■ EXERCISE GOAL
For the material below, count the lines containing "bool" and reply with the number alone.
TASK INPUTS START
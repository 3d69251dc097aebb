//! Identity and authorization
//!
//! Requests carry an optional bearer token. A missing token is a guest
//! checkout; a token that is present but does not verify is rejected. The
//! order lifecycle only ever sees the resolved [`AuthContext`], never the raw
//! credentials.

use std::collections::HashMap;
use std::time::Duration;

use async_trait::async_trait;
use axum::http::HeaderMap;
use axum::http::header::AUTHORIZATION;
use jsonwebtoken::{Algorithm, DecodingKey, EncodingKey, Header, Validation, decode, encode};
use serde::{Deserialize, Serialize};

use crate::core::error::OrderError;

/// Role carried by an identity
#[derive(Debug, Clone, Copy, PartialEq, Eq, Hash, Serialize, Deserialize, Default)]
#[serde(rename_all = "lowercase")]
pub enum Role {
    #[default]
    Customer,
    Admin,
}

/// A verified user
#[derive(Debug, Clone, PartialEq, Eq)]
pub struct Identity {
    pub user_id: String,
    pub role: Role,
}

impl Identity {
    pub fn customer(user_id: impl Into<String>) -> Self {
        Self {
            user_id: user_id.into(),
            role: Role::Customer,
        }
    }

    pub fn admin(user_id: impl Into<String>) -> Self {
        Self {
            user_id: user_id.into(),
            role: Role::Admin,
        }
    }
}

/// Authorization context resolved for a request
#[derive(Debug, Clone, PartialEq, Eq, Default)]
pub enum AuthContext {
    /// No credentials supplied
    #[default]
    Guest,

    /// Bearer token verified
    User(Identity),
}

impl AuthContext {
    pub fn identity(&self) -> Option<&Identity> {
        match self {
            AuthContext::User(identity) => Some(identity),
            AuthContext::Guest => None,
        }
    }

    pub fn user_id(&self) -> Option<&str> {
        self.identity().map(|i| i.user_id.as_str())
    }

    pub fn is_admin(&self) -> bool {
        matches!(self, AuthContext::User(Identity { role: Role::Admin, .. }))
    }

    pub fn is_authenticated(&self) -> bool {
        matches!(self, AuthContext::User(_))
    }
}

/// Authorization policy for an operation
#[derive(Debug, Clone, Copy, PartialEq, Eq)]
pub enum AuthPolicy {
    /// Guests allowed
    Public,

    /// Any verified identity
    Authenticated,

    AdminOnly,
}

impl AuthPolicy {
    /// Check if auth context satisfies this policy
    pub fn check(&self, context: &AuthContext) -> bool {
        match self {
            AuthPolicy::Public => true,
            AuthPolicy::Authenticated => context.is_authenticated(),
            AuthPolicy::AdminOnly => context.is_admin(),
        }
    }

    /// Parse policy from string (for YAML config)
    pub fn parse_policy(s: &str) -> Result<Self, AuthError> {
        match s.trim() {
            "public" => Ok(AuthPolicy::Public),
            "authenticated" => Ok(AuthPolicy::Authenticated),
            "admin_only" => Ok(AuthPolicy::AdminOnly),
            other => Err(AuthError::UnknownPolicy(other.to_string())),
        }
    }

    /// Enforce the policy, distinguishing "who are you" from "not allowed"
    pub fn enforce(&self, context: &AuthContext) -> Result<(), OrderError> {
        if self.check(context) {
            return Ok(());
        }
        match context {
            AuthContext::Guest => Err(OrderError::Unauthorized {
                message: "authentication required".to_string(),
            }),
            AuthContext::User(_) => Err(OrderError::Forbidden {
                message: "insufficient privileges".to_string(),
            }),
        }
    }
}

/// Operations exposed over HTTP, keyed the same way as `auth.policies`
#[derive(Debug, Clone, Copy, PartialEq, Eq, Hash)]
pub enum Operation {
    PlaceOrder,
    ListOrders,
    GetOrder,
    OrdersByStatus,
    MyOrders,
    UpdateStatus,
    DeleteOrder,
    Stats,
}

impl Operation {
    pub const ALL: [Operation; 8] = [
        Operation::PlaceOrder,
        Operation::ListOrders,
        Operation::GetOrder,
        Operation::OrdersByStatus,
        Operation::MyOrders,
        Operation::UpdateStatus,
        Operation::DeleteOrder,
        Operation::Stats,
    ];

    pub fn parse(s: &str) -> Option<Self> {
        Self::ALL.into_iter().find(|op| op.as_str() == s.trim())
    }

    /// Policy applied when `auth.policies` does not name the operation
    pub fn default_policy(&self) -> AuthPolicy {
        match self {
            Operation::PlaceOrder | Operation::GetOrder => AuthPolicy::Public,
            Operation::MyOrders => AuthPolicy::Authenticated,
            Operation::ListOrders
            | Operation::OrdersByStatus
            | Operation::UpdateStatus
            | Operation::DeleteOrder
            | Operation::Stats => AuthPolicy::AdminOnly,
        }
    }

    pub fn as_str(&self) -> &'static str {
        match self {
            Operation::PlaceOrder => "place_order",
            Operation::ListOrders => "list_orders",
            Operation::GetOrder => "get_order",
            Operation::OrdersByStatus => "orders_by_status",
            Operation::MyOrders => "my_orders",
            Operation::UpdateStatus => "update_status",
            Operation::DeleteOrder => "delete_order",
            Operation::Stats => "stats",
        }
    }
}

/// Per-operation policy table
#[derive(Debug, Clone)]
pub struct AuthPolicies {
    policies: HashMap<Operation, AuthPolicy>,
}

impl Default for AuthPolicies {
    fn default() -> Self {
        let policies = Operation::ALL
            .into_iter()
            .map(|op| (op, op.default_policy()))
            .collect();
        Self { policies }
    }
}

impl AuthPolicies {
    /// Build from the `auth.policies` config map
    ///
    /// Unlisted operations keep [`Operation::default_policy`]. Unknown
    /// operation names and policy values are errors. `my_orders` is never
    /// weaker than `authenticated`, since it has no meaning for a guest.
    pub fn from_config(raw: &HashMap<String, String>) -> Result<Self, AuthError> {
        let mut table = Self::default();
        for (key, value) in raw {
            let op = Operation::parse(key)
                .ok_or_else(|| AuthError::UnknownOperation(key.clone()))?;
            let policy = match (op, AuthPolicy::parse_policy(value)?) {
                (Operation::MyOrders, AuthPolicy::Public) => AuthPolicy::Authenticated,
                (_, p) => p,
            };
            table.policies.insert(op, policy);
        }
        Ok(table)
    }

    pub fn policy_for(&self, op: Operation) -> AuthPolicy {
        self.policies
            .get(&op)
            .copied()
            .unwrap_or_else(|| op.default_policy())
    }

    pub fn enforce(&self, op: Operation, context: &AuthContext) -> Result<(), OrderError> {
        self.policy_for(op).enforce(context)
    }
}

// =============================================================================
// Identity providers
// =============================================================================

#[derive(Debug, Clone, PartialEq, Eq, thiserror::Error)]
pub enum AuthError {
    #[error("invalid token: {0}")]
    InvalidToken(String),

    #[error("could not issue token: {0}")]
    Issue(String),

    #[error("unknown operation '{0}' in auth.policies")]
    UnknownOperation(String),

    #[error("unknown auth policy '{0}' (expected public, authenticated or admin_only)")]
    UnknownPolicy(String),
}

impl From<AuthError> for OrderError {
    fn from(err: AuthError) -> Self {
        OrderError::Unauthorized {
            message: err.to_string(),
        }
    }
}

/// Resolves bearer tokens into identities
#[async_trait]
pub trait IdentityProvider: Send + Sync {
    async fn resolve(&self, token: &str) -> Result<Identity, AuthError>;
}

/// Rejects every token; guests only
pub struct NoIdentityProvider;

#[async_trait]
impl IdentityProvider for NoIdentityProvider {
    async fn resolve(&self, _token: &str) -> Result<Identity, AuthError> {
        Err(AuthError::InvalidToken(
            "no identity provider configured".to_string(),
        ))
    }
}

/// JWT claims: `{ id, role, exp }`
#[derive(Debug, Clone, Serialize, Deserialize)]
pub struct Claims {
    pub id: String,
    #[serde(default)]
    pub role: Role,
    pub exp: u64,
}

/// HS256 shared-secret JWT verification
#[derive(Clone)]
pub struct JwtIdentityProvider {
    encoding: EncodingKey,
    decoding: DecodingKey,
    validation: Validation,
}

impl JwtIdentityProvider {
    pub fn new(secret: &str) -> Self {
        let mut validation = Validation::new(Algorithm::HS256);
        validation.set_required_spec_claims(&["exp"]);
        Self {
            encoding: EncodingKey::from_secret(secret.as_bytes()),
            decoding: DecodingKey::from_secret(secret.as_bytes()),
            validation,
        }
    }

    /// Sign a token for an identity, valid for `ttl`
    pub fn issue(&self, identity: &Identity, ttl: Duration) -> Result<String, AuthError> {
        let claims = Claims {
            id: identity.user_id.clone(),
            role: identity.role,
            exp: (chrono::Utc::now().timestamp().max(0) as u64) + ttl.as_secs(),
        };
        encode(&Header::new(Algorithm::HS256), &claims, &self.encoding)
            .map_err(|e| AuthError::Issue(e.to_string()))
    }
}

#[async_trait]
impl IdentityProvider for JwtIdentityProvider {
    async fn resolve(&self, token: &str) -> Result<Identity, AuthError> {
        let data = decode::<Claims>(token, &self.decoding, &self.validation)
            .map_err(|e| AuthError::InvalidToken(e.to_string()))?;
        if data.claims.id.trim().is_empty() {
            return Err(AuthError::InvalidToken("empty subject".to_string()));
        }
        Ok(Identity {
            user_id: data.claims.id,
            role: data.claims.role,
        })
    }
}

/// Extract the bearer token from the `Authorization` header
///
/// Returns `Ok(None)` when the header is absent and an error when it is
/// present but not a bearer credential.
pub fn bearer_token(headers: &HeaderMap) -> Result<Option<&str>, AuthError> {
    let Some(value) = headers.get(AUTHORIZATION) else {
        return Ok(None);
    };
    let value = value
        .to_str()
        .map_err(|_| AuthError::InvalidToken("malformed Authorization header".to_string()))?;
    match value.split_once(' ') {
        Some((scheme, token)) if scheme.eq_ignore_ascii_case("bearer") && !token.trim().is_empty() => {
            Ok(Some(token.trim()))
        }
        _ => Err(AuthError::InvalidToken(
            "expected 'Bearer <token>'".to_string(),
        )),
    }
}

/// Resolve the auth context for a request
pub async fn resolve_context(
    provider: &dyn IdentityProvider,
    headers: &HeaderMap,
) -> Result<AuthContext, AuthError> {
    match bearer_token(headers)? {
        None => Ok(AuthContext::Guest),
        Some(token) => provider.resolve(token).await.map(AuthContext::User),
    }
}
TASK INPUTS END
■ SOLUTION TO THIS PROBLEM
3